-- What is needed --
Output all of the entries exactly as they are given.

[[ Records for the exercise, beginning ]]

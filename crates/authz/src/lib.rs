//! Authentication and authorization for the book-club service.
//!
//! [`Authenticator`] is the process-scoped service injected into every
//! authenticated request: it issues and verifies bearer tokens, consults the
//! revocation list and hashes passwords. [`guard`] holds the checks that
//! protect mutations of the entity graph.

pub mod guard;
pub mod password;
pub mod revocation;
pub mod token;

use bookclub_kernel::settings::AuthSettings;
use thiserror::Error;

pub use guard::{GuardError, Patch, Resource};
pub use password::PasswordHasher;
pub use revocation::RevocationList;
pub use token::{Claims, TokenService};

#[derive(Debug, Error)]
pub enum AuthError {
    #[error("Missing authorization header")]
    MissingToken,

    #[error("Authorization header must use the Bearer scheme")]
    MalformedHeader,

    #[error("Invalid token: {0}")]
    InvalidToken(String),

    #[error("Token has expired")]
    Expired,

    #[error("Token has been revoked")]
    Revoked,

    #[error("Invalid credentials")]
    InvalidCredentials,

    #[error("password hashing failed: {0}")]
    Hashing(String),

    #[error("token lifetime of {0} minutes is out of range")]
    TokenLifetime(u64),
}

/// Extract the token from an `Authorization: Bearer <token>` header value.
pub fn bearer_token(header: Option<&str>) -> Result<&str, AuthError> {
    let header = header.ok_or(AuthError::MissingToken)?;
    let (scheme, token) = header
        .trim()
        .split_once(' ')
        .ok_or(AuthError::MalformedHeader)?;
    let token = token.trim();
    if !scheme.eq_ignore_ascii_case("bearer") || token.is_empty() {
        return Err(AuthError::MalformedHeader);
    }
    Ok(token)
}

pub struct Authenticator {
    tokens: TokenService,
    revoked: RevocationList,
    passwords: PasswordHasher,
}

impl Authenticator {
    pub fn new(tokens: TokenService, passwords: PasswordHasher) -> Self {
        Self {
            tokens,
            revoked: RevocationList::new(),
            passwords,
        }
    }

    pub fn from_settings(settings: &AuthSettings) -> Result<Self, AuthError> {
        let minutes = settings.token_ttl_minutes;
        let ttl = i64::try_from(minutes)
            .ok()
            .and_then(chrono::Duration::try_minutes)
            .ok_or(AuthError::TokenLifetime(minutes))?;
        let tokens = TokenService::new(settings.jwt_secret.as_bytes(), ttl);
        let passwords = PasswordHasher::new(&settings.password_hash)?;
        Ok(Self::new(tokens, passwords))
    }

    pub fn hash_password(&self, password: &str) -> Result<String, AuthError> {
        self.passwords.hash(password)
    }

    pub fn verify_password(&self, password: &str, hash: &str) -> Result<bool, AuthError> {
        self.passwords.verify(password, hash)
    }

    pub fn issue_token(&self, user_id: i32) -> Result<String, AuthError> {
        let (token, claims) = self.tokens.issue(user_id)?;
        tracing::debug!(target: "bookclub-authz", user_id, jti = %claims.jti, "token issued");
        Ok(token)
    }

    /// Verify a bearer token and refuse it if its id has been revoked.
    pub fn authenticate(&self, token: &str) -> Result<Claims, AuthError> {
        let claims = self.tokens.verify(token)?;
        if self.revoked.is_revoked(&claims.jti) {
            tracing::debug!(target: "bookclub-authz", jti = %claims.jti, "revoked token presented");
            return Err(AuthError::Revoked);
        }
        Ok(claims)
    }

    pub fn revoke(&self, claims: &Claims) {
        if self.revoked.revoke(&claims.jti) {
            tracing::info!(target: "bookclub-authz", sub = %claims.sub, jti = %claims.jti, "token revoked");
        }
    }

    pub fn revocations(&self) -> &RevocationList {
        &self.revoked
    }
}

#[cfg(test)]
mod tests {
    use super::*;
    use bookclub_kernel::settings::PasswordHashSettings;

    fn authenticator() -> Authenticator {
        let settings = AuthSettings {
            password_hash: PasswordHashSettings::minimal(),
            ..AuthSettings::default()
        };
        Authenticator::from_settings(&settings).unwrap()
    }

    #[test]
    fn bearer_header_parsing() {
        assert_eq!(bearer_token(Some("Bearer abc")).unwrap(), "abc");
        assert_eq!(bearer_token(Some("bearer  abc ")).unwrap(), "abc");
        assert!(matches!(bearer_token(None), Err(AuthError::MissingToken)));
        assert!(matches!(
            bearer_token(Some("Basic abc")),
            Err(AuthError::MalformedHeader)
        ));
        assert!(matches!(
            bearer_token(Some("Bearer")),
            Err(AuthError::MalformedHeader)
        ));
    }

    #[test]
    fn huge_token_lifetime_is_an_error() {
        let settings = AuthSettings {
            token_ttl_minutes: u64::MAX,
            password_hash: PasswordHashSettings::minimal(),
            ..AuthSettings::default()
        };
        assert!(matches!(
            Authenticator::from_settings(&settings),
            Err(AuthError::TokenLifetime(u64::MAX))
        ));
    }

    #[test]
    fn revoked_token_no_longer_authenticates() {
        let auth = authenticator();
        let token = auth.issue_token(9).unwrap();
        let claims = auth.authenticate(&token).unwrap();
        assert_eq!(claims.user_id().unwrap(), 9);

        auth.revoke(&claims);
        auth.revoke(&claims);
        assert!(matches!(auth.authenticate(&token), Err(AuthError::Revoked)));
        assert_eq!(auth.revocations().len(), 1);
    }

    #[test]
    fn revoking_one_token_leaves_others_valid() {
        let auth = authenticator();
        let first = auth.issue_token(1).unwrap();
        let second = auth.issue_token(1).unwrap();
        auth.revoke(&auth.authenticate(&first).unwrap());
        assert!(auth.authenticate(&second).is_ok());
    }
}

[[ Records for the exercise, end ]]

-- Reply to the task --
filename crates/authz/src/lib.rs
//! Authentication and authorization for the book-club service.
//!
//! [`Authenticator`] is the process-scoped service injected into every
//! authenticated request: it issues and verifies bearer tokens, consults the
//! revocation list and hashes passwords. [`guard`] holds the checks that
//! protect mutations of the entity graph.

pub mod guard;
pub mod password;
pub mod revocation;
pub mod token;

use bookclub_kernel::settings::AuthSettings;
use thiserror::Error;

pub use guard::{GuardError, Patch, Resource};
pub use password::PasswordHasher;
pub use revocation::RevocationList;
pub use token::{Claims, TokenService};

#[derive(Debug, Error)]
pub enum AuthError {
    #[error("Missing authorization header")]
    MissingToken,

    #[error("Authorization header must use the Bearer scheme")]
    MalformedHeader,

    #[error("Invalid token: {0}")]
    InvalidToken(String),

    #[error("Token has expired")]
    Expired,

    #[error("Token has been revoked")]
    Revoked,

    #[error("Invalid credentials")]
    InvalidCredentials,

    #[error("password hashing failed: {0}")]
    Hashing(String),

    #[error("token lifetime of {0} minutes is out of range")]
    TokenLifetime(u64),
}

/// Extract the token from an `Authorization: Bearer <token>` header value.
pub fn bearer_token(header: Option<&str>) -> Result<&str, AuthError> {
    let header = header.ok_or(AuthError::MissingToken)?;
    let (scheme, token) = header
        .trim()
        .split_once(' ')
        .ok_or(AuthError::MalformedHeader)?;
    let token = token.trim();
    if !scheme.eq_ignore_ascii_case("bearer") || token.is_empty() {
        return Err(AuthError::MalformedHeader);
    }
    Ok(token)
}

pub struct Authenticator {
    tokens: TokenService,
    revoked: RevocationList,
    passwords: PasswordHasher,
}

impl Authenticator {
    pub fn new(tokens: TokenService, passwords: PasswordHasher) -> Self {
        Self {
            tokens,
            revoked: RevocationList::new(),
            passwords,
        }
    }

    pub fn from_settings(settings: &AuthSettings) -> Result<Self, AuthError> {
        let minutes = settings.token_ttl_minutes;
        let ttl = i64::try_from(minutes)
            .ok()
            .and_then(chrono::Duration::try_minutes)
            .ok_or(AuthError::TokenLifetime(minutes))?;
        let tokens = TokenService::new(settings.jwt_secret.as_bytes(), ttl);
        let passwords = PasswordHasher::new(&settings.password_hash)?;
        Ok(Self::new(tokens, passwords))
    }

    pub fn hash_password(&self, password: &str) -> Result<String, AuthError> {
        self.passwords.hash(password)
    }

    pub fn verify_password(&self, password: &str, hash: &str) -> Result<bool, AuthError> {
        self.passwords.verify(password, hash)
    }

    pub fn issue_token(&self, user_id: i32) -> Result<String, AuthError> {
        let (token, claims) = self.tokens.issue(user_id)?;
        tracing::debug!(target: "bookclub-authz", user_id, jti = %claims.jti, "token issued");
        Ok(token)
    }

    /// Verify a bearer token and refuse it if its id has been revoked.
    pub fn authenticate(&self, token: &str) -> Result<Claims, AuthError> {
        let claims = self.tokens.verify(token)?;
        if self.revoked.is_revoked(&claims.jti) {
            tracing::debug!(target: "bookclub-authz", jti = %claims.jti, "revoked token presented");
            return Err(AuthError::Revoked);
        }
        Ok(claims)
    }

    pub fn revoke(&self, claims: &Claims) {
        if self.revoked.revoke(&claims.jti) {
            tracing::info!(target: "bookclub-authz", sub = %claims.sub, jti = %claims.jti, "token revoked");
        }
    }

    pub fn revocations(&self) -> &RevocationList {
        &self.revoked
    }
}

#[cfg(test)]
mod tests {
    use super::*;
    use bookclub_kernel::settings::PasswordHashSettings;

    fn authenticator() -> Authenticator {
        let settings = AuthSettings {
            password_hash: PasswordHashSettings::minimal(),
            ..AuthSettings::default()
        };
        Authenticator::from_settings(&settings).unwrap()
    }

    #[test]
    fn bearer_header_parsing() {
        assert_eq!(bearer_token(Some("Bearer abc")).unwrap(), "abc");
        assert_eq!(bearer_token(Some("bearer  abc ")).unwrap(), "abc");
        assert!(matches!(bearer_token(None), Err(AuthError::MissingToken)));
        assert!(matches!(
            bearer_token(Some("Basic abc")),
            Err(AuthError::MalformedHeader)
        ));
        assert!(matches!(
            bearer_token(Some("Bearer")),
            Err(AuthError::MalformedHeader)
        ));
    }

    #[test]
    fn huge_token_lifetime_is_an_error() {
        let settings = AuthSettings {
            token_ttl_minutes: u64::MAX,
            password_hash: PasswordHashSettings::minimal(),
            ..AuthSettings::default()
        };
        assert!(matches!(
            Authenticator::from_settings(&settings),
            Err(AuthError::TokenLifetime(u64::MAX))
        ));
    }

    #[test]
    fn revoked_token_no_longer_authenticates() {
        let auth = authenticator();
        let token = auth.issue_token(9).unwrap();
        let claims = auth.authenticate(&token).unwrap();
        assert_eq!(claims.user_id().unwrap(), 9);

        auth.revoke(&claims);
        auth.revoke(&claims);
        assert!(matches!(auth.authenticate(&token), Err(AuthError::Revoked)));
        assert_eq!(auth.revocations().len(), 1);
    }

    #[test]
    fn revoking_one_token_leaves_others_valid() {
        let auth = authenticator();
        let first = auth.issue_token(1).unwrap();
        let second = auth.issue_token(1).unwrap();
        auth.revoke(&auth.authenticate(&first).unwrap());
        assert!(auth.authenticate(&second).is_ok());
    }
}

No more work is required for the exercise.